Further along, a bird’s eye view is provided for each of the chapters in the five main parts that make up this book. This summary is accompanied by a lovely flowchart of the paths that can be taken through the contents—Thoughtful design, with the reader in mind, is the hallmark of the entire book. As a reader, I felt secure in the knowledge of learning Hadoop from a master of the art. In this regard, the following remarks (in the Foreword) by Doug Cutting—who, along with Mike Cafarella, created Hadoop in 2005—are quite telling, and reflect just how friendly and engaging a guide this book is to all things Hadoop

Tom is now a respected senior member of the Hadoop developer community. Though he’s an expert in many technical corners of the project, his specialty is making Hadoop easier to use and understand. 

Given this, I was very pleased when I learned that Tom intended to write a book about Hadoop. Who could be better qualified? Now you have the opportunity to learn about Hadoop from a master—not only of the technology, but also of common sense and plain talk.

Don’t miss this work (Hadoop: The Definitive Guide, 4th Edition) by the leading popularizer of Hadoop, who is doing for Hadoop what Martin Gardner has done for mathematics!

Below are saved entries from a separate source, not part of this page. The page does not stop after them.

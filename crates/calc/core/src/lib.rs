//! Deterministic weapon and skill damage resolution.
//!
//! `calc-core` reproduces the game's arithmetic for Attack Rating, status
//! buildup, guard stats, skill (Ash of War) hits and enemy-facing damage, and
//! searches attribute allocations that maximise any of those numbers.
//!
//! Every engine is a pure function of its explicit inputs plus an immutable
//! data bundle ([`PrecomputedData`], [`PrecomputedAowData`]) supplied by the
//! caller. There is no global state; the only cache is the swappable
//! [`CurveCache`] owned by a calculator instance.
//!
//! # Architecture
//!
//! ```text
//! [ Curve Evaluator ]            scaling::curve
//!        ↓
//! [ Scaling Resolver ]           scaling::resolver
//!        ↓
//! [ Attack Rating ] [ Skill ]    weapon::*, skill::*
//!        ↓
//! [ Enemy Damage ] [ Optimizer ] combat::enemy, optimizer::*
//! ```
pub mod combat;
pub mod config;
pub mod data;
pub mod error;
pub mod optimizer;
pub mod round;
pub mod scaling;
pub mod skill;
pub mod stats;
pub mod weapon;

#[cfg(any(test, feature = "fixtures"))]
pub mod fixtures;

pub use combat::{
    AttackFrames, ComboKind, ComboPair, EnemyDamageInput, EnemyDamageResult, apply_negation,
    calculate_defense_reduction, calculate_enemy_damage, calculate_single_type_damage,
    classify_transition, pair_attacks,
};
pub use config::{CalcConfig, OptimizerConfig};
pub use data::{
    Affinity, AffinityData, AffinityFlags, AttackAttribute, AttackElementCorrect, Attribute,
    BaseDamageType, BaseStatScaling, CurveDefinition, DamageTable, DamageType, DataError,
    ElementCorrectEntry, FinalDamageRate, GemCompatibility, GuardData, LookupError,
    PrecomputedAowAttack, PrecomputedAowData, PrecomputedData, ReinforceRates, ResolvedWeapon,
    SpEffect, SpellKind, SpellScalingRecord, StatPointBonus, StatTable, StatusEffect,
    StatusEffectRecord, StatusScaling, StatusTable, SwordArt, Table, TableKey, WeaponType,
};
pub use error::{CalcError, ErrorSeverity};
pub use optimizer::{Solution, SolveOptions, StatConfig, Strategy, solve};
pub use scaling::{CurveCache, MemoCurveCache, NoCurveCache, evaluate_curve};
pub use skill::{
    AowAttackResult, AowCalculatorInput, AowCalculatorResult, SkillCalculator, SkillValue,
    calculate_skill, compute_bullet_damage, try_calculate_skill,
};
pub use stats::{PlayerStats, compute_effective_strength};
pub use weapon::{
    ArCalculator, ArOptions, ArResult, CriticalResult, DamageTypeResult, GuardResult,
    ScalingGrade, SpellScalingResult, StatusResult, calculate_ar, calculate_critical,
    calculate_guard_stats, calculate_weapon_ar, critical_value, try_calculate_ar,
};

4. Hadoop in Practice 2nd Edition, (Manning), by Alex Holmes 🐻

This next title is an excellent second book on Hadoop: Hadoop in Practice, 2nd Edition (Manning), by Alex Holmes. Now in its second edition, this book got a thorough update to cover changes and new features in Hadoop, including MapReduce 2. New chapters have been added to cover YARN, Kafka, Impala, and Spark SQL as they each relate to Hadoop. While sticking to the strengths of the first edition—approximately 100 intermediate-to-advanced Hadoop examples in a superb problem-and-solution format—the new edition continues to build on those  strengths, while maintaining the high-quality in the code examples.

In the About this Book section, after mentioning how, with its distributed storage and compute capabilities, Hadoop is fundamentally an enabling technology for working with huge datasets, the author goes on to identify the target audience of this book:

This hands-on book targets users who have some practical experience with Hadoop and understand the basic concepts of MapReduce and HDFS. Manning’s Hadoop in Action by Chuck Lam contains the necessary prerequisites to understand and apply the techniques covered in this book.  

Many techniques in this book are Java-based, which means readers are expected to possess an intermediate-level knowledge of Java. An excellent text for all levels of Java users is Effective Java, Second Edition by Joshua Bloch (Addison-Wesley).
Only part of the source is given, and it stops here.